Refactor cudagraphs to use serializable placeholder info (#130252)
This PR refactors placeholders in cudagraphs to be serializable. We define a new PlaceholderInfo object which only has the necessary parts of placeholders for logging/debugging, and use that instead of `torch.fx.Node` directly. This allows us to then save PlaceholderInfo into the FXGraphCache/AOTAutogradCache later.
Pull Request resolved: https://github.com/pytorch/pytorch/pull/130252
Approved by: https://github.com/eellison, https://github.com/masnesral
ghstack dependencies: #129384
diff --git a/test/inductor/test_cudagraph_trees.py b/test/inductor/test_cudagraph_trees.py
index 9239ab0..5ff49f0 100644
--- a/test/inductor/test_cudagraph_trees.py
+++ b/test/inductor/test_cudagraph_trees.py
@@ -1270,7 +1270,10 @@
foo(*inps)
except Exception as e:
thrown = True
- self.assertTrue("at::cuda::blas::gemm<float>" in str(e))
+ self.assertTrue(
+ "at::cuda::blas::gemm<float>" in str(e)

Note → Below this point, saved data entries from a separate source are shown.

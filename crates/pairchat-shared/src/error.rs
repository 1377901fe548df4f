use thiserror::Error;

use crate::types::MediaKind;

#[derive(Error, Debug)]
pub enum SignalError {
    #[error("Malformed connection code: {0}")]
    Malformed(#[from] serde_json::Error),

    #[error("Empty connection code")]
    Empty,

    #[error("Expected {expected} signal, got {found}")]
    UnexpectedKind {
        expected: &'static str,
        found: &'static str,
    },
}

#[derive(Error, Debug)]
pub enum ProtocolError {
    #[error("Invalid peer message: {0}")]
    Decode(#[from] serde_json::Error),

    #[error("Binary frames are not part of the chat protocol")]
    BinaryFrame,
}

#[derive(Error, Debug)]
pub enum AttachmentError {
    #[error("{kind} attachment too large: {size} bytes (max {max})")]
    TooLarge {
        kind: MediaKind,
        size: usize,
        max: usize,
    },

    #[error("Voice clip too long: {duration:.1}s (max {max:.0}s)")]
    TooLong { duration: f64, max: f64 },

    #[error("Invalid voice clip duration: {0}")]
    InvalidDuration(f64),

    #[error("Unsupported media type: {0}")]
    UnsupportedMime(String),

    #[error("Invalid data URL")]
    InvalidDataUrl,

    #[error("Base64 decode error")]
    Base64Decode,
}
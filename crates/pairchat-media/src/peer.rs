//! The connection core: one peer connection, one chat data channel and one
//! pre-negotiated audio transceiver.

use std::sync::{Arc, Mutex, MutexGuard, PoisonError, Weak};

use async_trait::async_trait;
use tokio::sync::{mpsc, watch};
use tracing::{debug, info, warn};
use webrtc::api::interceptor_registry::register_default_interceptors;
use webrtc::api::media_engine::MediaEngine;
use webrtc::api::setting_engine::SettingEngine;
use webrtc::api::APIBuilder;
use webrtc::data_channel::data_channel_message::DataChannelMessage;
use webrtc::data_channel::data_channel_state::RTCDataChannelState;
use webrtc::data_channel::RTCDataChannel;
use webrtc::ice_transport::ice_connection_state::RTCIceConnectionState;
use webrtc::interceptor::registry::Registry;
use webrtc::peer_connection::peer_connection_state::RTCPeerConnectionState;
use webrtc::peer_connection::sdp::session_description::RTCSessionDescription;
use webrtc::peer_connection::RTCPeerConnection;
use webrtc::rtp_transceiver::rtp_codec::RTPCodecType;
use webrtc::rtp_transceiver::rtp_sender::RTCRtpSender;
use webrtc::rtp_transceiver::rtp_transceiver_direction::RTCRtpTransceiverDirection;
use webrtc::rtp_transceiver::RTCRtpTransceiverInit;
use webrtc::track::track_local::track_local_static_sample::TrackLocalStaticSample;
use webrtc::track::track_local::TrackLocal;
use webrtc::track::track_remote::TrackRemote;

use pairchat_shared::attachment::{AudioClip, MediaAttachment};
use pairchat_shared::error::ProtocolError;
use pairchat_shared::protocol::{CallSignal, PeerMessage};
use pairchat_shared::signal::{SessionSignal, SignalKind};
use pairchat_shared::types::ConnectionState;

use crate::call::CallTransport;
use crate::config::PeerConfig;
use crate::error::PeerError;
use crate::events::{PeerEvent, RemoteStream};
use crate::gathering::{wait_for_gathering, GatherOutcome};
use crate::state::fuse_state;

fn lock<T>(m: &Mutex<T>) -> MutexGuard<'_, T> {
    m.lock().unwrap_or_else(PoisonError::into_inner)
}

/// Handle to a single peer connection.
///
/// Cloning is cheap and every clone refers to the same connection. Once
/// [`disconnect`](Self::disconnect) has run the handle stays torn down; build
/// a new session to connect again.
#[derive(Clone)]
pub struct PeerSession {
    inner: Arc<Inner>,
}

struct Inner {
    config: PeerConfig,
    pc: Mutex<Option<Arc<RTCPeerConnection>>>,
    channel: Mutex<Option<Arc<RTCDataChannel>>>,
    audio_sender: Mutex<Option<Arc<RTCRtpSender>>>,
    subscribers: Mutex<Vec<mpsc::UnboundedSender<PeerEvent>>>,
    state_tx: watch::Sender<ConnectionState>,
}
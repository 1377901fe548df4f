//! Voice call state machine.
//!
//! Calls ride on an already connected session: signalling goes over the chat
//! data channel and audio over the pre-negotiated transceiver.

use std::sync::Arc;

use async_trait::async_trait;
use tokio::sync::broadcast;
use tracing::{debug, info, warn};
use webrtc::track::track_local::track_local_static_sample::TrackLocalStaticSample;

use pairchat_shared::constants::EVENT_CHANNEL_CAPACITY;
use pairchat_shared::protocol::CallSignal;
use pairchat_shared::types::{CallState, ConnectionState};

use crate::audio::{AudioCapture, AudioSink, LocalAudio, PlaybackHandle};
use crate::error::{CallError, PeerError};
use crate::events::RemoteStream;

/// What the call controller needs from a connection.
#[async_trait]
pub trait CallTransport: Send + Sync {
    /// Send a call signal over the chat channel. `false` if it was not sent.
    async fn send_call_signal(&self, signal: CallSignal) -> bool;

    async fn attach_local_audio(&self, track: Arc<TrackLocalStaticSample>) -> Result<(), PeerError>;

    async fn detach_local_audio(&self) -> Result<(), PeerError>;
}

pub struct CallController<T: CallTransport + ?Sized> {
    transport: Arc<T>,
    capture: Arc<dyn AudioCapture>,
    sink: Arc<dyn AudioSink>,
    state: CallState,
    local: Option<LocalAudio>,
    remote: Option<RemoteStream>,
    playback: Option<PlaybackHandle>,
    transitions: broadcast::Sender<CallState>,
}
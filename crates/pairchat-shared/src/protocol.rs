use serde::{Deserialize, Serialize};

use crate::error::ProtocolError;

/// Every payload exchanged over the chat data channel.
///
/// Encoded as a JSON object tagged by `type`, e.g.
/// `{"type":"message","text":"hi"}` or `{"type":"call-end"}`.
#[derive(Debug, Clone, PartialEq, Serialize, Deserialize)]
#[serde(tag = "type", rename_all = "kebab-case")]
pub enum PeerMessage {
    /// Plain text chat message
    Message { text: String },

    /// Recorded voice clip as a base64 data URL
    #[serde(rename_all = "camelCase")]
    AudioMessage {
        audio_data: String,
        /// Clip length in seconds
        duration: f64,
    },

    /// Image or video as a base64 data URL
    #[serde(rename_all = "camelCase")]
    MediaMessage {
        media_data: String,
        /// MIME type of the attachment (`image/png`, `video/mp4`, ...)
        media_type: String,
        #[serde(default, skip_serializing_if = "Option::is_none")]
        media_width: Option<u32>,
        #[serde(default, skip_serializing_if = "Option::is_none")]
        media_height: Option<u32>,
    },

    /// Typing indicator
    #[serde(rename_all = "camelCase")]
    Typing { is_typing: bool },

    CallRequest,
    CallAccept,
    CallReject,
    CallEnd,
}

/// The voice-call subset of [`PeerMessage`].
#[derive(Debug, Clone, Copy, PartialEq, Eq)]
pub enum CallSignal {
    Request,
    Accept,
    Reject,
    End,
}

impl CallSignal {
    pub fn as_str(&self) -> &'static str {
        match self {
            CallSignal::Request => "call-request",
            CallSignal::Accept => "call-accept",
            CallSignal::Reject => "call-reject",
            CallSignal::End => "call-end",
        }
    }
}

impl From<CallSignal> for PeerMessage {
    fn from(signal: CallSignal) -> Self {
        match signal {
            CallSignal::Request => PeerMessage::CallRequest,
            CallSignal::Accept => PeerMessage::CallAccept,
            CallSignal::Reject => PeerMessage::CallReject,
            CallSignal::End => PeerMessage::CallEnd,
        }
    }
}

impl PeerMessage {
    /// Serialize to the JSON text frame sent on the data channel.
    pub fn to_json(&self) -> Result<String, serde_json::Error> {
        serde_json::to_string(self)
    }

    /// Parse a text frame received from the data channel.
    pub fn from_json(text: &str) -> Result<Self, ProtocolError> {
        Ok(serde_json::from_str(text)?)
    }

    /// Returns the call signal carried by this message, if any.
    pub fn call_signal(&self) -> Option<CallSignal> {
        match self {
            PeerMessage::CallRequest => Some(CallSignal::Request),
            PeerMessage::CallAccept => Some(CallSignal::Accept),
            PeerMessage::CallReject => Some(CallSignal::Reject),
            PeerMessage::CallEnd => Some(CallSignal::End),
            _ => None,
        }
    }

    /// Short label for logs. Never includes message content.
    pub fn type_name(&self) -> &'static str {
        match self {
            PeerMessage::Message { .. } => "message",
            PeerMessage::AudioMessage { .. } => "audio-message",
            PeerMessage::MediaMessage { .. } => "media-message",
            PeerMessage::Typing { .. } => "typing",
            PeerMessage::CallRequest => "call-request",
            PeerMessage::CallAccept => "call-accept",
            PeerMessage::CallReject => "call-reject",
            PeerMessage::CallEnd => "call-end",
        }
    }
}

#[cfg(test)]
mod tests {
    use super::*;

    #[test]
    fn test_text_message_wire_shape() {
        let json = PeerMessage::Message {
            text: "hi".into(),
        }
        .to_json()
        .unwrap();
        assert_eq!(json, r#"{"type":"message","text":"hi"}"#);
    }

    #[test]
    fn test_call_signals_carry_only_type() {
        let json = PeerMessage::from(CallSignal::Request).to_json().unwrap();
        assert_eq!(json, r#"{"type":"call-request"}"#);

        let parsed = PeerMessage::from_json(r#"{"type":"call-end"}"#).unwrap();
        assert_eq!(parsed.call_signal(), Some(CallSignal::End));
    }

    #[test]
    fn test_camel_case_fields() {
        let parsed = PeerMessage::from_json(
            r#"{"type":"audio-message","audioData":"data:audio/webm;base64,AAAA","duration":2.5}"#,
        )
        .unwrap();
        assert_eq!(
            parsed,
            PeerMessage::AudioMessage {
                audio_data: "data:audio/webm;base64,AAAA".into(),
                duration: 2.5,
            }
        );

        let typing = PeerMessage::from_json(r#"{"type":"typing","isTyping":true}"#).unwrap();
        assert_eq!(typing, PeerMessage::Typing { is_typing: true });
    }

    #[test]
    fn test_media_dimensions_are_optional() {
        let parsed = PeerMessage::from_json(
            r#"{"type":"media-message","mediaData":"data:image/png;base64,AA==","mediaType":"image/png"}"#,
        )
        .unwrap();
        match parsed {
            PeerMessage::MediaMessage {
                media_width,
                media_height,
                ..
            } => {
                assert_eq!(media_width, None);
                assert_eq!(media_height, None);
            }
            other => panic!("unexpected message: {other:?}"),
        }
    }

    #[test]
    fn test_unknown_and_malformed_payloads_fail() {
        assert!(PeerMessage::from_json(r#"{"type":"file-offer"}"#).is_err());
        assert!(PeerMessage::from_json(r#"{"type":"message"}"#).is_err());
        assert!(PeerMessage::from_json("not json").is_err());
    }
}
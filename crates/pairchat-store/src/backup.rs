//! JSON export and import of the whole local store.

use chrono::{DateTime, Utc};
use serde::{Deserialize, Serialize};

use crate::contacts::{write_contact, write_saved_contact};
use crate::database::Database;
use crate::error::Result;
use crate::models::{ChatSession, Contact, SavedContact};
use crate::sessions::write_session;

/// Backup document. Collections that are absent on import are left alone.
#[derive(Debug, Clone, Default, Serialize, Deserialize)]
#[serde(rename_all = "camelCase")]
pub struct ExportDocument {
    #[serde(default, skip_serializing_if = "Option::is_none")]
    pub sessions: Option<Vec<ChatSession>>,
    #[serde(default, skip_serializing_if = "Option::is_none")]
    pub contacts: Option<Vec<Contact>>,
    #[serde(default, skip_serializing_if = "Option::is_none")]
    pub saved_contacts: Option<Vec<SavedContact>>,
    #[serde(default, skip_serializing_if = "Option::is_none")]
    pub export_date: Option<DateTime<Utc>>,
}

#[derive(Debug, Default, Clone, PartialEq, Eq, Serialize, Deserialize)]
pub struct ImportStats {
    pub sessions_imported: usize,
    pub messages_imported: usize,
    pub contacts_imported: usize,
    pub saved_contacts_imported: usize,
}

impl Database {
    /// Collect every session, contact and saved contact into a document.
    pub fn export_document(&self) -> Result<ExportDocument> {
        Ok(ExportDocument {
            sessions: Some(self.list_chat_sessions()?),
            contacts: Some(self.list_contacts()?),
            saved_contacts: Some(self.list_saved_contacts()?),
            export_date: Some(Utc::now()),
        })
    }

    /// Pretty-printed JSON backup.
    pub fn export_data(&self) -> Result<String> {
        Ok(serde_json::to_string_pretty(&self.export_document()?)?)
    }

    /// Parse a JSON backup and import it. Nothing is changed when the text is
    /// not a valid document.
    pub fn import_data(&self, json: &str) -> Result<ImportStats> {
        let doc: ExportDocument = serde_json::from_str(json)?;
        self.import_document(&doc)
    }

    /// Replace each collection present in `doc` wholesale, in one transaction.
    pub fn import_document(&self, doc: &ExportDocument) -> Result<ImportStats> {
        let mut stats = ImportStats::default();
        let tx = self.conn().unchecked_transaction()?;

        if let Some(sessions) = &doc.sessions {
            tx.execute("DELETE FROM chat_sessions", [])?;
            for session in sessions {
                write_session(&tx, session)?;
                stats.sessions_imported += 1;
                stats.messages_imported += session.messages.len();
            }
        }

        if let Some(contacts) = &doc.contacts {
            tx.execute("DELETE FROM contacts", [])?;
            for contact in contacts {
                write_contact(&tx, contact)?;
                stats.contacts_imported += 1;
            }
        }

        if let Some(saved) = &doc.saved_contacts {
            tx.execute("DELETE FROM saved_contacts", [])?;
            for contact in saved {
                write_saved_contact(&tx, contact)?;
                stats.saved_contacts_imported += 1;
            }
        }

        tx.commit()?;
        tracing::info!(?stats, "backup imported");
        Ok(stats)
    }

    /// Remove sessions, messages, contacts, saved contacts and the current
    /// session pointer.
    pub fn clear_all_data(&self) -> Result<()> {
        self.conn().execute_batch(
            "BEGIN;
             DELETE FROM messages;
             DELETE FROM chat_sessions;
             DELETE FROM contacts;
             DELETE FROM saved_contacts;
             DELETE FROM app_settings;
             COMMIT;",
        )?;
        tracing::info!("all local data cleared");
        Ok(())
    }
}

#[cfg(test)]
mod tests {
    use super::*;
    use crate::database::test_support::temp_db;
    use crate::error::StoreError;
    use crate::models::Message;
    use pairchat_shared::types::{Author, ContactId, Role};

    fn seed(db: &Database) -> ContactId {
        let id = ContactId::from("peer-seed");
        db.ensure_chat_session(&id, "Seed").unwrap();
        db.add_message(&id, &Message::text(Author::Me, "hello")).unwrap();
        db.add_message(&id, &Message::text(Author::Peer, "hey")).unwrap();
        db.update_contact_status(&id, "Seed", false).unwrap();
        db.save_contact(&SavedContact::new(id.clone(), "Seed", Role::Initiator, "ans".into()))
            .unwrap();
        id
    }

    #[test]
    fn export_then_import_into_fresh_store() {
        let (_d1, source) = temp_db();
        let id = seed(&source);
        let json = source.export_data().unwrap();
        assert!(json.contains("exportDate"));
        assert!(json.contains("savedContacts"));

        let (_d2, target) = temp_db();
        let stats = target.import_data(&json).unwrap();
        assert_eq!(stats.sessions_imported, 1);
        assert_eq!(stats.messages_imported, 2);
        assert_eq!(stats.saved_contacts_imported, 1);

        let session = target.get_chat_session(&id).unwrap().unwrap();
        let texts: Vec<_> = session.messages.iter().map(|m| m.text.as_str()).collect();
        assert_eq!(texts, vec!["hello", "hey"]);
        assert!(target.get_saved_contact(&id).unwrap().is_some());
    }

    #[test]
    fn import_leaves_missing_collections() {
        let (_dir, db) = temp_db();
        let id = seed(&db);

        let stats = db.import_data(r#"{"contacts": []}"#).unwrap();
        assert_eq!(stats.contacts_imported, 0);
        assert!(db.list_contacts().unwrap().is_empty());
        assert!(db.get_chat_session(&id).unwrap().is_some());
        assert!(db.get_saved_contact(&id).unwrap().is_some());
    }

    #[test]
    fn invalid_json_changes_nothing() {
        let (_dir, db) = temp_db();
        let id = seed(&db);
        let err = db.import_data("not json").unwrap_err();
        assert!(matches!(err, StoreError::Json(_)));
        assert_eq!(db.count_messages(&id).unwrap(), 2);
    }

    #[test]
    fn clear_all_data_empties_store() {
        let (_dir, db) = temp_db();
        let id = seed(&db);
        db.set_current_session(&id).unwrap();

        db.clear_all_data().unwrap();
        assert!(db.list_chat_sessions().unwrap().is_empty());
        assert!(db.list_saved_contacts().unwrap().is_empty());
        assert!(db.get_current_session().unwrap().is_none());
    }
}
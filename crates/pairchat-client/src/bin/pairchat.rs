//! # pairchat
//!
//! Terminal front end. Connection codes are printed as single-line JSON and
//! pasted back with `/accept` or `/answer`; anything that is not a command is
//! sent as a chat message.

use std::path::{Path, PathBuf};
use std::sync::Arc;

use tokio::io::{AsyncBufReadExt, BufReader};
use tokio::sync::mpsc;
use tracing::info;
use tracing_subscriber::EnvFilter;

use pairchat_client::{open_database, ClientConfig, Command, Driver, Notice, Reconnection};
use pairchat_media::{DeviceCapture, DevicePlayback};
use pairchat_shared::attachment::{AudioClip, MediaAttachment};
use pairchat_shared::types::{Author, ContactId};

const HELP: &str = "\
/offer                 create a connection code for the other side
/accept <code>         answer a connection code you received
/answer <code>         apply the answer to your offer
/typing on|off         show or clear the typing indicator
/voice <file> <secs>   send a recorded voice clip
/image <file>          send an image or video
/call /pickup /reject /hangup /mute
/save <name>           save this contact for later reconnection
/rename <name>         rename this contact
/contacts              list saved contacts
/reconnect <id>        try to reconnect to a saved contact
/disconnect            close the connection
/export <file>         write a JSON backup
/import <file>         restore a JSON backup
/clear                 delete all local data
/quit";

/// One parsed line of input.
#[derive(Debug)]
enum Input {
    Command(Command),
    Voice { path: PathBuf, duration: f64 },
    Media(PathBuf),
    Help,
    Invalid(&'static str),
}

#[tokio::main]
async fn main() -> anyhow::Result<()> {
    tracing_subscriber::fmt()
        .with_writer(std::io::stderr)
        .with_env_filter(EnvFilter::try_from_default_env().unwrap_or_else(|_| {
            EnvFilter::new(
                "pairchat=info,pairchat_client=debug,pairchat_media=info,pairchat_store=info,warn",
            )
        }))
        .init();

    info!("Starting pairchat v{}", env!("CARGO_PKG_VERSION"));

    let config = ClientConfig::from_env();
    info!(?config, "Loaded configuration");

    let db = open_database(&config)?;

    let (cmd_tx, cmd_rx) = mpsc::channel::<Command>(32);
    let (notice_tx, notice_rx) = mpsc::channel::<Notice>(64);

    tokio::spawn(print_notices(notice_rx));
    tokio::spawn(read_input(cmd_tx));

    println!("pairchat ready. Type /help for commands.");

    let driver = Driver::new(
        db,
        config.peer.clone(),
        Arc::new(DeviceCapture),
        Arc::new(DevicePlayback),
        notice_tx,
    );
    driver.run(cmd_rx).await;

    Ok(())
}

async fn read_input(commands: mpsc::Sender<Command>) {
    let mut lines = BufReader::new(tokio::io::stdin()).lines();

    loop {
        let line = match lines.next_line().await {
            Ok(Some(line)) => line,
            Ok(None) => break,
            Err(e) => {
                tracing::warn!(error = %e, "Failed to read input");
                break;
            }
        };

        let command = match parse_line(&line) {
            None => continue,
            Some(Input::Command(cmd)) => cmd,
            Some(Input::Help) => {
                println!("{HELP}");
                continue;
            }
            Some(Input::Invalid(usage)) => {
                println!("usage: {usage}");
                continue;
            }
            Some(Input::Voice { path, duration }) => match tokio::fs::read(&path).await {
                Ok(data) => Command::SendAudio(AudioClip::new(data, audio_mime(&path), duration)),
                Err(e) => {
                    println!("! cannot read {}: {e}", path.display());
                    continue;
                }
            },
            Some(Input::Media(path)) => match tokio::fs::read(&path).await {
                Ok(data) => Command::SendMedia(MediaAttachment::new(data, media_mime(&path))),
                Err(e) => {
                    println!("! cannot read {}: {e}", path.display());
                    continue;
                }
            },
        };

        let quit = matches!(command, Command::Quit);
        if commands.send(command).await.is_err() || quit {
            break;
        }
    }
}

fn parse_line(line: &str) -> Option<Input> {
    let line = line.trim();
    if line.is_empty() {
        return None;
    }
    let Some(rest) = line.strip_prefix('/') else {
        return Some(Input::Command(Command::SendMessage(line.to_string())));
    };

    let (name, arg) = match rest.split_once(char::is_whitespace) {
        Some((name, arg)) => (name, arg.trim()),
        None => (rest, ""),
    };

    let input = match (name, arg) {
        ("help", _) => Input::Help,
        ("offer", _) => Input::Command(Command::CreateOffer),
        ("accept", "") => Input::Invalid("/accept <code>"),
        ("accept", code) => Input::Command(Command::AcceptOffer(code.to_string())),
        ("answer", "") => Input::Invalid("/answer <code>"),
        ("answer", code) => Input::Command(Command::AcceptAnswer(code.to_string())),
        ("typing", "on") => Input::Command(Command::Typing(true)),
        ("typing", "off") => Input::Command(Command::Typing(false)),
        ("typing", _) => Input::Invalid("/typing on|off"),
        ("voice", arg) => match arg.rsplit_once(char::is_whitespace) {
            Some((path, secs)) => match secs.parse::<f64>() {
                Ok(duration) => Input::Voice {
                    path: PathBuf::from(path.trim()),
                    duration,
                },
                Err(_) => Input::Invalid("/voice <file> <secs>"),
            },
            None => Input::Invalid("/voice <file> <secs>"),
        },
        ("image", "") => Input::Invalid("/image <file>"),
        ("image", path) => Input::Media(PathBuf::from(path)),
        ("call", _) => Input::Command(Command::StartCall),
        ("pickup", _) => Input::Command(Command::AcceptCall),
        ("reject", _) => Input::Command(Command::RejectCall),
        ("hangup", _) => Input::Command(Command::EndCall),
        ("mute", _) => Input::Command(Command::ToggleMute),
        ("save", "") => Input::Invalid("/save <name>"),
        ("save", name) => Input::Command(Command::SaveContact(name.to_string())),
        ("rename", "") => Input::Invalid("/rename <name>"),
        ("rename", name) => Input::Command(Command::RenameContact(name.to_string())),
        ("contacts", _) => Input::Command(Command::ListContacts),
        ("reconnect", "") => Input::Invalid("/reconnect <id>"),
        ("reconnect", id) => Input::Command(Command::Reconnect(ContactId::from(id))),
        ("disconnect", _) => Input::Command(Command::Disconnect),
        ("export", "") => Input::Invalid("/export <file>"),
        ("export", path) => Input::Command(Command::Export(PathBuf::from(path))),
        ("import", "") => Input::Invalid("/import <file>"),
        ("import", path) => Input::Command(Command::Import(PathBuf::from(path))),
        ("clear", _) => Input::Command(Command::ClearAll),
        ("quit", _) | ("exit", _) => Input::Command(Command::Quit),
        _ => Input::Help,
    };
    Some(input)
}

fn extension(path: &Path) -> String {
    path.extension()
        .and_then(|e| e.to_str())
        .unwrap_or_default()
        .to_ascii_lowercase()
}

fn audio_mime(path: &Path) -> &'static str {
    match extension(path).as_str() {
        "ogg" | "oga" => "audio/ogg",
        "mp3" => "audio/mpeg",
        "wav" => "audio/wav",
        "m4a" => "audio/mp4",
        _ => "audio/webm",
    }
}

fn media_mime(path: &Path) -> &'static str {
    match extension(path).as_str() {
        "png" => "image/png",
        "jpg" | "jpeg" => "image/jpeg",
        "gif" => "image/gif",
        "webp" => "image/webp",
        "mp4" => "video/mp4",
        "webm" => "video/webm",
        "mov" => "video/quicktime",
        _ => "application/octet-stream",
    }
}

async fn print_notices(mut notices: mpsc::Receiver<Notice>) {
    while let Some(notice) = notices.recv().await {
        match notice {
            Notice::Offer(code) => {
                println!("-- offer code, send it to your contact --");
                println!("{code}");
            }
            Notice::Answer(code) => {
                println!("-- answer code, send it back to your contact --");
                println!("{code}");
            }
            Notice::SessionStarted {
                contact_id,
                name,
                history,
            } => {
                println!("== {name} ({contact_id}) ==");
                for message in &history {
                    print_message(message);
                }
            }
            Notice::Connection(state) => println!("* connection {state}"),
            Notice::Message(message) => print_message(&message),
            Notice::NotSent => println!("! not sent, the connection is not open"),
            Notice::PeerTyping(true) => println!("* typing..."),
            Notice::PeerTyping(false) => {}
            Notice::Call(state) => println!("* call {state}"),
            Notice::Muted(muted) => println!("* microphone {}", if muted { "muted" } else { "on" }),
            Notice::ContactSaved(contact) => println!("* saved {} ({})", contact.name, contact.id),
            Notice::Contacts(contacts) => {
                if contacts.is_empty() {
                    println!("* no saved contacts");
                }
                for c in contacts {
                    let last = c
                        .last_connected
                        .map(|t| t.format("%Y-%m-%d %H:%M").to_string())
                        .unwrap_or_else(|| "never".into());
                    println!("  {}  {}  {}  last connected {last}", c.id, c.name, c.my_role.as_str());
                }
            }
            Notice::Reconnect(Reconnection::AnswerApplied) => {
                println!("* stored answer applied, waiting for the peer");
            }
            Notice::Reconnect(Reconnection::NewAnswer(code)) => {
                println!("-- new answer code, the peer must apply it --");
                println!("{code}");
            }
            Notice::Exported(path) => println!("* exported to {}", path.display()),
            Notice::Imported(stats) => println!(
                "* imported {} sessions, {} messages, {} contacts, {} saved contacts",
                stats.sessions_imported,
                stats.messages_imported,
                stats.contacts_imported,
                stats.saved_contacts_imported
            ),
            Notice::Cleared => println!("* all local data deleted"),
            Notice::Error(e) => println!("! {e}"),
        }
    }
}

fn print_message(message: &pairchat_store::Message) {
    let who = match message.sender {
        Author::Me => "me",
        Author::Peer => "peer",
    };
    let time = message.timestamp.format("%H:%M");
    println!("[{time}] {who}: {}", message.text);
}

#[cfg(test)]
mod tests {
    use super::*;
    use pairchat_shared::types::MediaKind;

    #[test]
    fn plain_text_is_a_message() {
        assert!(matches!(
            parse_line("  hello there "),
            Some(Input::Command(Command::SendMessage(ref t))) if t == "hello there"
        ));
        assert!(parse_line("   ").is_none());
    }

    #[test]
    fn commands_with_arguments() {
        assert!(matches!(
            parse_line(r#"/accept {"type":"offer","sdp":"v=0"}"#),
            Some(Input::Command(Command::AcceptOffer(ref c))) if c.starts_with('{')
        ));
        assert!(matches!(parse_line("/accept"), Some(Input::Invalid(_))));
        assert!(matches!(
            parse_line("/voice clip one.ogg 3.5"),
            Some(Input::Voice { ref path, duration }) if path == Path::new("clip one.ogg") && duration == 3.5
        ));
        assert!(matches!(parse_line("/voice clip.ogg"), Some(Input::Invalid(_))));
        assert!(matches!(
            parse_line("/reconnect peer-1"),
            Some(Input::Command(Command::Reconnect(ref id))) if id.as_str() == "peer-1"
        ));
        assert!(matches!(parse_line("/nope"), Some(Input::Help)));
    }

    #[test]
    fn mime_from_extension() {
        assert_eq!(media_mime(Path::new("a.PNG")), "image/png");
        assert_eq!(media_mime(Path::new("a.mov")), "video/quicktime");
        assert_eq!(
            MediaKind::from_mime(media_mime(Path::new("a.txt"))),
            None
        );
        assert_eq!(audio_mime(Path::new("note.ogg")), "audio/ogg");
    }
}
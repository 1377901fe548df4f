/// Application name
pub const APP_NAME: &str = "pairchat";

/// Public STUN servers used for candidate gathering. There is no TURN relay,
/// so peers behind symmetric NATs may never connect.
pub const DEFAULT_STUN_SERVERS: [&str; 2] = [
    "stun:stun.l.google.com:19302",
    "stun:stun1.l.google.com:19302",
];

/// Upper bound on candidate gathering before the local description is
/// shared as-is (milliseconds).
pub const ICE_GATHER_TIMEOUT_MS: u64 = 5_000;

/// Label of the single chat data channel
pub const DATA_CHANNEL_LABEL: &str = "chat";

/// Name given to a chat session before the user renames it
pub const DEFAULT_CONTACT_NAME: &str = "P2P Contact";

/// Maximum image attachment size in bytes (10 MiB)
pub const MAX_IMAGE_SIZE: usize = 10 * 1024 * 1024;

/// Maximum video attachment size in bytes (50 MiB)
pub const MAX_VIDEO_SIZE: usize = 50 * 1024 * 1024;

/// Maximum recorded voice clip size in bytes (5 MiB)
pub const MAX_AUDIO_SIZE: usize = 5 * 1024 * 1024;

/// Maximum recorded voice clip length in seconds
pub const MAX_VOICE_DURATION_SECS: f64 = 120.0;

/// Capacity of the call transition broadcast channel
pub const EVENT_CHANNEL_CAPACITY: usize = 256;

+ or "at::cuda::blas::gemm_internal_cublas<float>" in str(e)
+ )
self.assertTrue(
"getCurrentCUDABlasHandle" in str(e)
or "getNewWorkspace" in str(e)
diff --git a/torch/_dynamo/backends/cudagraphs.py b/torch/_dynamo/backends/cudagraphs.py
index f84ab65..719d792 100644
--- a/torch/_dynamo/backends/cudagraphs.py
+++ b/torch/_dynamo/backends/cudagraphs.py
@@ -13,7 +13,7 @@
check_multiple_devices_or_any_cpu_nodes,
format_default_skip_message,
get_mutation_stack_trace,
- get_placeholders,
+ get_placeholder_info,
log_cudagraph_skip_and_bump_counter,
)
from torch._inductor.utils import (
@@ -83,7 +83,7 @@
if not mutation_indices:
return None
- placeholders = [node for node in aot_model.graph.nodes if node.op == "placeholder"]
+ placeholders = get_placeholder_info(aot_model.graph)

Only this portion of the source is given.